Teatime: 5 Kettles Under $50

The tea kettle is a kitchen essential, but finding one with a good design and reasonable price can sometimes be difficult.  Here are five great ones we’ve sourced, all for less than $50.

For more kettle options, visit Remodelista.

Above: The Cambridge Stainless Steel Tea Kettle is made by Copco, an Illinois-based company that has been making kettles since 1962; $34.99 at Amazon.
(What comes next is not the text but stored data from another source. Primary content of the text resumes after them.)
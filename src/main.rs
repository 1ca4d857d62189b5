use anyhow::{Context, Result};
use chrono::Duration;
use clap::{Parser, Subcommand};
use colored::*;
use std::path::PathBuf;
use std::sync::Arc;
use tabled::{settings::Style, Table, Tabled};

use liftrs::auth::TokenVerifier;
use liftrs::clock::{Clock, SystemClock};
use liftrs::config::AppConfig;
use liftrs::database::{self, Database};
use liftrs::logging::{init_logging, LogLevel};
use liftrs::models::{validate_goal_slider, EquipmentType, ExperienceLevel, NewUser, Sex};
use liftrs::recommendation::{self, PreviousSetMetrics};
use liftrs::routes::{self, AppState};
use liftrs::set_logging::{self, LogSetRequest};

/// liftrs - Adaptive strength-training engine
///
/// Recommends the next set (weight, rep range, RIR), learns how accurately
/// each lifter reports reps in reserve, and serves the same engine over HTTP.
#[derive(Parser)]
#[command(name = "liftrs")]
#[command(version = "0.1.0")]
#[command(about = "Adaptive strength-training engine", long_about = None)]
struct Cli {
    /// Sets a custom config file
    #[arg(short, long, value_name = "FILE")]
    config: Option<PathBuf>,

    /// Increase verbosity of output
    #[arg(short, long, action = clap::ArgAction::Count)]
    verbose: u8,

    #[command(subcommand)]
    command: Commands,
}

#[derive(Subcommand)]
enum Commands {
    /// Run the HTTP API
    Serve {
        /// Listen address (overrides config)
        #[arg(short, long)]
        bind: Option<String>,
    },

    /// Create the database schema and install reference exercises
    InitDb,

    /// Create a lifter profile
    CreateUser {
        /// 0 = hypertrophy, 1 = strength
        #[arg(short, long, default_value = "0.5")]
        goal: f64,

        /// beginner, intermediate or advanced
        #[arg(short, long)]
        level: Option<ExperienceLevel>,

        /// male, female, other or unknown
        #[arg(short, long)]
        sex: Option<Sex>,

        /// barbell, dumbbell or machine
        #[arg(short, long, default_value = "barbell")]
        equipment: EquipmentType,
    },

    /// Issue a bearer token for a user
    IssueToken {
        #[arg(short, long)]
        user: i64,

        /// Lifetime in hours (defaults to the configured TTL)
        #[arg(long)]
        ttl_hours: Option<i64>,
    },

    /// Recommend the next set for an exercise
    Recommend {
        #[arg(short, long)]
        user: i64,

        #[arg(short, long)]
        exercise: i64,

        /// Reps in reserve actually left on the previous set
        #[arg(long, requires_all = ["prev_target_rir", "prev_weight"])]
        prev_actual_rir: Option<f64>,

        /// RIR the previous set was prescribed with
        #[arg(long)]
        prev_target_rir: Option<f64>,

        /// Weight lifted on the previous set (kg)
        #[arg(long)]
        prev_weight: Option<f64>,
    },

    /// Log a completed set
    LogSet {
        #[arg(short, long)]
        user: i64,

        #[arg(short, long)]
        exercise: i64,

        /// Weight lifted (kg)
        #[arg(short, long)]
        weight: f64,

        #[arg(short, long)]
        reps: i64,

        /// Reps in reserve as reported by the lifter
        #[arg(long)]
        rir: f64,

        #[arg(short, long)]
        notes: Option<String>,
    },

    /// List unacknowledged plateau events
    Notifications {
        #[arg(short, long)]
        user: i64,
    },
}

#[derive(Tabled)]
struct ExerciseRow {
    id: i64,
    name: String,
    equipment: String,
    muscle: String,
}

#[derive(Tabled)]
struct NotificationRow {
    id: i64,
    exercise: i64,
    detected: String,
    duration: u32,
    protocol: String,
}

fn open_database(config: &AppConfig) -> Result<Database> {
    if let Some(parent) = config.database.path.parent() {
        std::fs::create_dir_all(parent)
            .with_context(|| format!("Failed to create database directory: {}", parent.display()))?;
    }
    Database::open(&config.database.path)
        .with_context(|| format!("Failed to open database: {}", config.database.path.display()))
}

fn main() -> Result<()> {
    let cli = Cli::parse();

    let mut config = AppConfig::load_or_default(cli.config.as_deref())?;
    config.logging.level = LogLevel::from_verbosity(config.logging.level, cli.verbose);
    init_logging(&config.logging)?;

    let clock = SystemClock;

    match cli.command {
        Commands::Serve { bind } => {
            let bind = bind.unwrap_or_else(|| config.server.bind.clone());
            let db = open_database(&config)?;
            let state = AppState::new(
                db,
                Arc::new(SystemClock),
                TokenVerifier::new(&config.auth.jwt_secret),
                config.engine.clone(),
            );
            let app = routes::router(
                state,
                std::time::Duration::from_secs(config.server.request_timeout_secs),
            );

            let runtime = tokio::runtime::Runtime::new().context("Failed to start tokio runtime")?;
            runtime.block_on(async move {
                let listener = tokio::net::TcpListener::bind(&bind)
                    .await
                    .with_context(|| format!("Failed to bind {bind}"))?;
                println!("{}", format!("Listening on {bind}").green().bold());
                axum::serve(listener, app).await.context("HTTP server failed")
            })?;
        }

        Commands::InitDb => {
            let db = open_database(&config)?;
            let inserted = db.seed_reference_exercises()?;
            println!(
                "{}",
                format!("✓ Database ready at {}", config.database.path.display()).green()
            );
            println!("  Reference exercises added: {inserted}");

            let rows: Vec<ExerciseRow> = database::list_exercises(db.conn())?
                .into_iter()
                .map(|e| ExerciseRow {
                    id: e.id,
                    name: e.name,
                    equipment: e.equipment_type.map(|t| t.to_string()).unwrap_or_default(),
                    muscle: e.main_target_muscle_group.unwrap_or_default(),
                })
                .collect();
            println!("{}", Table::new(rows).with(Style::rounded()));
        }

        Commands::CreateUser {
            goal,
            level,
            sex,
            equipment,
        } => {
            validate_goal_slider(goal)?;
            let db = open_database(&config)?;
            let new_user = NewUser {
                goal_slider: goal,
                rir_bias_lr: config.engine.default_rir_bias_lr,
                equipment_type: equipment,
                experience_level: level.or(NewUser::default().experience_level),
                sex,
                ..NewUser::default()
            };
            let user = database::create_user(db.conn(), &new_user, clock.now())?;
            println!("{}", format!("✓ Created user {}", user.id).green());
        }

        Commands::IssueToken { user, ttl_hours } => {
            let db = open_database(&config)?;
            if database::load_user(db.conn(), user)?.is_none() {
                anyhow::bail!("User {user} does not exist");
            }
            let ttl = Duration::hours(ttl_hours.unwrap_or(config.auth.token_ttl_hours));
            let token = TokenVerifier::new(&config.auth.jwt_secret).issue(user, clock.now(), ttl)?;
            println!("{token}");
        }

        Commands::Recommend {
            user,
            exercise,
            prev_actual_rir,
            prev_target_rir,
            prev_weight,
        } => {
            let mut db = open_database(&config)?;
            let previous = prev_actual_rir.map(|actual| PreviousSetMetrics {
                prev_actual_rir: Some(actual.into()),
                prev_target_rir: prev_target_rir.map(Into::into),
                prev_weight_lifted: prev_weight.map(Into::into),
            });
            let rec = recommendation::recommend(
                &mut db,
                &clock,
                &config.engine,
                user,
                exercise,
                previous.as_ref(),
            )?;

            println!("{}", "Next set".blue().bold());
            println!(
                "  {} kg × {}-{} reps @ RIR {}",
                rec.recommended_weight_kg.to_string().bold(),
                rec.target_reps_low,
                rec.target_reps_high,
                rec.target_rir
            );
            println!("  e1RM: {:.1} kg ({})", rec.estimated_1rm_kg, rec.e1rm_source.dimmed());
            println!(
                "  Phase: {} week {}",
                rec.mesocycle_details.phase, rec.mesocycle_details.week_number
            );
            if rec.plateau_analysis_details.deload_applied {
                println!("{}", "  ⚠ Plateau detected, deload applied".yellow());
            }
            println!("  {}", rec.explanation);
        }

        Commands::LogSet {
            user,
            exercise,
            weight,
            reps,
            rir,
            notes,
        } => {
            let mut db = open_database(&config)?;
            let logged = set_logging::log_set(
                &mut db,
                &clock,
                user,
                exercise,
                LogSetRequest {
                    weight_kg: weight,
                    reps,
                    rir,
                    notes,
                    completed_at: None,
                },
            )?;
            println!(
                "{}",
                format!("✓ Logged set {} (#{})", logged.set.id, logged.set.set_number).green()
            );
            println!("  Estimated 1RM: {:.2} kg", logged.estimated_1rm);
            println!("  RIR bias: {:+.2}", logged.rir_bias);
        }

        Commands::Notifications { user } => {
            let db = open_database(&config)?;
            let events = recommendation::plateau_notifications(&db, user)?;
            if events.is_empty() {
                println!("{}", "No open plateau notifications".green());
            } else {
                let rows: Vec<NotificationRow> = events
                    .into_iter()
                    .map(|e| NotificationRow {
                        id: e.id,
                        exercise: e.exercise_id,
                        detected: e.detected_at.format("%Y-%m-%d %H:%M").to_string(),
                        duration: e.plateau_duration,
                        protocol: e.protocol_applied,
                    })
                    .collect();
                println!("{}", Table::new(rows).with(Style::rounded()));
            }
        }
    }

    Ok(())
}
Above: The elegant and simple stainless steel Martha Stewart Collection 4-Quart Tea Kettle will compliment any kitchen; $39.99 at Macy’s

Above: The Bodum Ibis 57-Ounce Electric Kettle is compact and cordless; $49.99 at Amazon.

 

 

Above: This  Stainless Steel Tea Kettle is made by Demeyere, a Belgian company that has been in existence since 1908; $32.99 at Sur la Table.

 

Above: We like the vintage design and darker appeal of the BonJour Porcelain Tea Kettle in black; $39.95 at Amazon.

 

For more kitchen essentials and ideas, visit Remodelista’s posts Gift Guide: For the Chef10 Easy Pieces: Entertaining Essentials, and Tyler Florence in Mill Valley.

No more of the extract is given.